Collected data
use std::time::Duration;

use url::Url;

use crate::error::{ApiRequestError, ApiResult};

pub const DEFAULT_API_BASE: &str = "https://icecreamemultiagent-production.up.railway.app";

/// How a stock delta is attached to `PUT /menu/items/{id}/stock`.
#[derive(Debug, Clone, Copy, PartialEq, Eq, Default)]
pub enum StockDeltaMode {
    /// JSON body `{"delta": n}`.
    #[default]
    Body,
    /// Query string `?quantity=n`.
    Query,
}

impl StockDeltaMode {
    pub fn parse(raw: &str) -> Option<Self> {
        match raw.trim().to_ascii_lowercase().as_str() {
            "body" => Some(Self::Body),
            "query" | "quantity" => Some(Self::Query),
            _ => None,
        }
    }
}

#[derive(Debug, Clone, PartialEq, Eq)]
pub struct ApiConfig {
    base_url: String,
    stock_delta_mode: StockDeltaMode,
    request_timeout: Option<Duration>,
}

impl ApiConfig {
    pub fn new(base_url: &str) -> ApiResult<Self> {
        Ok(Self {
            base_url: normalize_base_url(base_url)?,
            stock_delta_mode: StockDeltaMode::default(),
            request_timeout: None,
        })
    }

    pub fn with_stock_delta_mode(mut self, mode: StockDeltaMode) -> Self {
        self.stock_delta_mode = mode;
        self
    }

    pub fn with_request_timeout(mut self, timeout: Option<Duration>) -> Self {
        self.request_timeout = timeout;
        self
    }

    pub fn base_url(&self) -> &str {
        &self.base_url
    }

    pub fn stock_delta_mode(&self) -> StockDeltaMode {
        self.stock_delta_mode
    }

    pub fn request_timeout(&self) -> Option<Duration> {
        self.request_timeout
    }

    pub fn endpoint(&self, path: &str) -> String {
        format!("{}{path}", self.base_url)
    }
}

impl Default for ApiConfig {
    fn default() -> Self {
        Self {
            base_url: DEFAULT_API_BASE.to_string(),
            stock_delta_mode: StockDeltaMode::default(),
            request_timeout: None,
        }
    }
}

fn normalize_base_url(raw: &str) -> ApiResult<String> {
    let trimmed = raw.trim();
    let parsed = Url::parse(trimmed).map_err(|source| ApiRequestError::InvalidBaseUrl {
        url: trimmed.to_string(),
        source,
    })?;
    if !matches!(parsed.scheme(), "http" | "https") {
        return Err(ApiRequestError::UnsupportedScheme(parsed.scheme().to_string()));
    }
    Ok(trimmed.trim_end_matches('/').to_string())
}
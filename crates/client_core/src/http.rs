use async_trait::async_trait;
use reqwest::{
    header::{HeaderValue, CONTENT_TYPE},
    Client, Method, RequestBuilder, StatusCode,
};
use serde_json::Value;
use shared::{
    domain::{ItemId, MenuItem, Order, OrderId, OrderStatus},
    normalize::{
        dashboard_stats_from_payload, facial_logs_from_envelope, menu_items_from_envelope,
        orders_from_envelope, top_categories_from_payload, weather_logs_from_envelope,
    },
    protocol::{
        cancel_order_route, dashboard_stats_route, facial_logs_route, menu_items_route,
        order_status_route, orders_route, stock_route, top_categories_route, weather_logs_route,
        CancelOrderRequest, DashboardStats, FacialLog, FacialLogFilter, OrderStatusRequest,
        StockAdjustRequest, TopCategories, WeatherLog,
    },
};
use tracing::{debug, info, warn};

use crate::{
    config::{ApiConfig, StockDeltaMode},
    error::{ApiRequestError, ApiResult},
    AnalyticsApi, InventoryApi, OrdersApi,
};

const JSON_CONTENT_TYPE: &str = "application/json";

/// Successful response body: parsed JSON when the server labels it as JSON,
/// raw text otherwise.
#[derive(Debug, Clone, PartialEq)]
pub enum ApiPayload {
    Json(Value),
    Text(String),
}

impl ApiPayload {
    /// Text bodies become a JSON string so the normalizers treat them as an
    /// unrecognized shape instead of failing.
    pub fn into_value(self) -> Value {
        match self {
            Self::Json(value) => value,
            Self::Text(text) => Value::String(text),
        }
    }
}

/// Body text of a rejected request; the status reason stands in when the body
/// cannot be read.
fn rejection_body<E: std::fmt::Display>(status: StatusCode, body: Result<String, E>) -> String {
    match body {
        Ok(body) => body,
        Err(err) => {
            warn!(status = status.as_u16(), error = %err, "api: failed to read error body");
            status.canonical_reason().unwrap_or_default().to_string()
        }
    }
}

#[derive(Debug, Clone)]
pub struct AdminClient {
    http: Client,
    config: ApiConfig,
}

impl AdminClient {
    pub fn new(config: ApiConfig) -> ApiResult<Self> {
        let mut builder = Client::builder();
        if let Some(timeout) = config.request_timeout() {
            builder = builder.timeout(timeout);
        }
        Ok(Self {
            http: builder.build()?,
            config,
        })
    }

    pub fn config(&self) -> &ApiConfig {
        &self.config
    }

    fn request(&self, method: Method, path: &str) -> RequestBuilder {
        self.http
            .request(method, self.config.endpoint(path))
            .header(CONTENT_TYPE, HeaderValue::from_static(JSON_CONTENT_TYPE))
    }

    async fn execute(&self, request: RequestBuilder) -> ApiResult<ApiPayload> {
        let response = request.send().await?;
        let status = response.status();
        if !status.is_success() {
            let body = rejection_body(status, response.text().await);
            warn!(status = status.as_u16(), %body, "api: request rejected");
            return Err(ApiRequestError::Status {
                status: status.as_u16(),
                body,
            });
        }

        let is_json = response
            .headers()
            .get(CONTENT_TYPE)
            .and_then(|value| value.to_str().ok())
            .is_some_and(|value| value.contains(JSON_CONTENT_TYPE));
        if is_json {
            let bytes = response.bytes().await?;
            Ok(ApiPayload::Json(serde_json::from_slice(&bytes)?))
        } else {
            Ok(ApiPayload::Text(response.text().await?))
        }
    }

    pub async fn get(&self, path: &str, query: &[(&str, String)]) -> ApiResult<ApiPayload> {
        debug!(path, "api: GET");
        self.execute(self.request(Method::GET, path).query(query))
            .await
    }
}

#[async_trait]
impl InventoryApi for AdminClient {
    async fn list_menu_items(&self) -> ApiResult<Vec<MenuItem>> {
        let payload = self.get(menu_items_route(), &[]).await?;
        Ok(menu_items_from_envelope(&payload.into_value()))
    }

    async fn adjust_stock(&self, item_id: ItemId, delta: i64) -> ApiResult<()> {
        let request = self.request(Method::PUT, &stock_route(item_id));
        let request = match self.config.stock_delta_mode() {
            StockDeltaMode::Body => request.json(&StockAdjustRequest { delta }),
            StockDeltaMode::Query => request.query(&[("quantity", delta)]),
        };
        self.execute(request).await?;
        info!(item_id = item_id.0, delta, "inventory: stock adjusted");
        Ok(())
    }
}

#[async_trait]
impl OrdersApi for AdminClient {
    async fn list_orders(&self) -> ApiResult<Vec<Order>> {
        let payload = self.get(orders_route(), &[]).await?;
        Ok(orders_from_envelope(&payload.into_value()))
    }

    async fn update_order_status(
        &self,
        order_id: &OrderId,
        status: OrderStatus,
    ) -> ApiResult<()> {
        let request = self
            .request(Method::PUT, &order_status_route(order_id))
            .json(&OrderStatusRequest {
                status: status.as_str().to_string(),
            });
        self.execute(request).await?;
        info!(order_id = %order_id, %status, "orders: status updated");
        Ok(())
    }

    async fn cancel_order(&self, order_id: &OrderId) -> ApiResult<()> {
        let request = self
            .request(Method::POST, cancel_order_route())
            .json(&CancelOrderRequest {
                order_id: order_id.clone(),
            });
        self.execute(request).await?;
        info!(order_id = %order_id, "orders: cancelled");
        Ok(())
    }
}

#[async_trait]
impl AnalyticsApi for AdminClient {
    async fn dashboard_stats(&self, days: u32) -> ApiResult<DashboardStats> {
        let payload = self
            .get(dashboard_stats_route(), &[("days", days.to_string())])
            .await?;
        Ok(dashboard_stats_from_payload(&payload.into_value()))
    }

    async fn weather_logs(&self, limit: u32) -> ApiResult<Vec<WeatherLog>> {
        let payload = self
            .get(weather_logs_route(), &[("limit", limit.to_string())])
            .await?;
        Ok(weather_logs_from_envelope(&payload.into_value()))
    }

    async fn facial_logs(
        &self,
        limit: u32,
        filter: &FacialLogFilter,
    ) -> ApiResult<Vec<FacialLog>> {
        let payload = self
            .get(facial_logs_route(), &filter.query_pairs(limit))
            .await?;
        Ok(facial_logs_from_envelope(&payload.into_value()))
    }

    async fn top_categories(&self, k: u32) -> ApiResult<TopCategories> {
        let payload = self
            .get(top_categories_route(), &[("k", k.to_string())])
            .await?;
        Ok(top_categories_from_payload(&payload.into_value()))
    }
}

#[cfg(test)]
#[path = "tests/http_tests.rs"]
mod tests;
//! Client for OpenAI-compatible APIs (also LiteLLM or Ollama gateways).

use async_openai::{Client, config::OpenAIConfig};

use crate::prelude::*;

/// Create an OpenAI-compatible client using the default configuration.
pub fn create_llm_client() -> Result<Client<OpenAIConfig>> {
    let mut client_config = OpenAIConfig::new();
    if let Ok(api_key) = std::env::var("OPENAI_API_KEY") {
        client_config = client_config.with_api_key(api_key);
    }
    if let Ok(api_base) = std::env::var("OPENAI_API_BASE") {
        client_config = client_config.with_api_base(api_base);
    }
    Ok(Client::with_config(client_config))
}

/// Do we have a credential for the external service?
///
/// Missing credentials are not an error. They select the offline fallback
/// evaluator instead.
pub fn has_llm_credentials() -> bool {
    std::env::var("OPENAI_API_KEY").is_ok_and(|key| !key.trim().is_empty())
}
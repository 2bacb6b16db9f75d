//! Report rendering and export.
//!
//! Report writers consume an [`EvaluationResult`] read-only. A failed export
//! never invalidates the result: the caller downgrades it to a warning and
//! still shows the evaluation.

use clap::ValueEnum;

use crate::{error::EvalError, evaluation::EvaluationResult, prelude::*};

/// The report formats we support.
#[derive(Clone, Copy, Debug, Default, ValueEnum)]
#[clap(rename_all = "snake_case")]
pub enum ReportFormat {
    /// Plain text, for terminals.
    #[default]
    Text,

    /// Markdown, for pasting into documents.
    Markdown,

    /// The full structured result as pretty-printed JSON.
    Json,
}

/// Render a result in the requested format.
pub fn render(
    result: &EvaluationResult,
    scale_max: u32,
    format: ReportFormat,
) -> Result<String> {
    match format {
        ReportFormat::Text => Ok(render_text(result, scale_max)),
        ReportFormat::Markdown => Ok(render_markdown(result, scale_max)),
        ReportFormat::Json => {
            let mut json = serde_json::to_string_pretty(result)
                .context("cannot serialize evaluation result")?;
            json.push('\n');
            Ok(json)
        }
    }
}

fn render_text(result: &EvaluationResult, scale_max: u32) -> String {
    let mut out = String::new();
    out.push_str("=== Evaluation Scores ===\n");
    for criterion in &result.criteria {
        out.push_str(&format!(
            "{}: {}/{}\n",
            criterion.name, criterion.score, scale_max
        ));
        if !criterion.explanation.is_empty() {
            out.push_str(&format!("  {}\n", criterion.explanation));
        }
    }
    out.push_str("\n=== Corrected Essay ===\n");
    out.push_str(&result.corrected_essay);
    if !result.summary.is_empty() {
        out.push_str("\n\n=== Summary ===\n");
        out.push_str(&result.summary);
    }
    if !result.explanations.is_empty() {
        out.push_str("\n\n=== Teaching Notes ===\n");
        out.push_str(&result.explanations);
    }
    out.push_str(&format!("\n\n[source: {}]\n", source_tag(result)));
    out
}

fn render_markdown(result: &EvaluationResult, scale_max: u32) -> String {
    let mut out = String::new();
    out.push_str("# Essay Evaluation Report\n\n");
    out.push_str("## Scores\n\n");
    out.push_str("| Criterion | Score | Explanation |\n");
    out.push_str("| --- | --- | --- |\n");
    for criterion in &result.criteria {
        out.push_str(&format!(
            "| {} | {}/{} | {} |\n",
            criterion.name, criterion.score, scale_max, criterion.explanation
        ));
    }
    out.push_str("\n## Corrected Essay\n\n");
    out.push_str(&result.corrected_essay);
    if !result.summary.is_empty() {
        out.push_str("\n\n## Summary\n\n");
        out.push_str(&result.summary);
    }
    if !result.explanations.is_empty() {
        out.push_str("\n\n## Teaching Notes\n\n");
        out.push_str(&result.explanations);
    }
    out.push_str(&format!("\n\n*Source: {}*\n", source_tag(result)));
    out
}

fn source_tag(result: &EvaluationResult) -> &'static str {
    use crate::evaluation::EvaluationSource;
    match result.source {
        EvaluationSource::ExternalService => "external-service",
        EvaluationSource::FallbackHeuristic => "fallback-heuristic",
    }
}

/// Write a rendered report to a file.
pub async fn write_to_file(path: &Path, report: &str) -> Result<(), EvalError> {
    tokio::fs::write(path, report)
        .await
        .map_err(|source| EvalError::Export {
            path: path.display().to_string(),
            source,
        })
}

Task =>
The word "TopCategories" may turn up on some lines of these records; say how many, with no other words.

Your response =>
2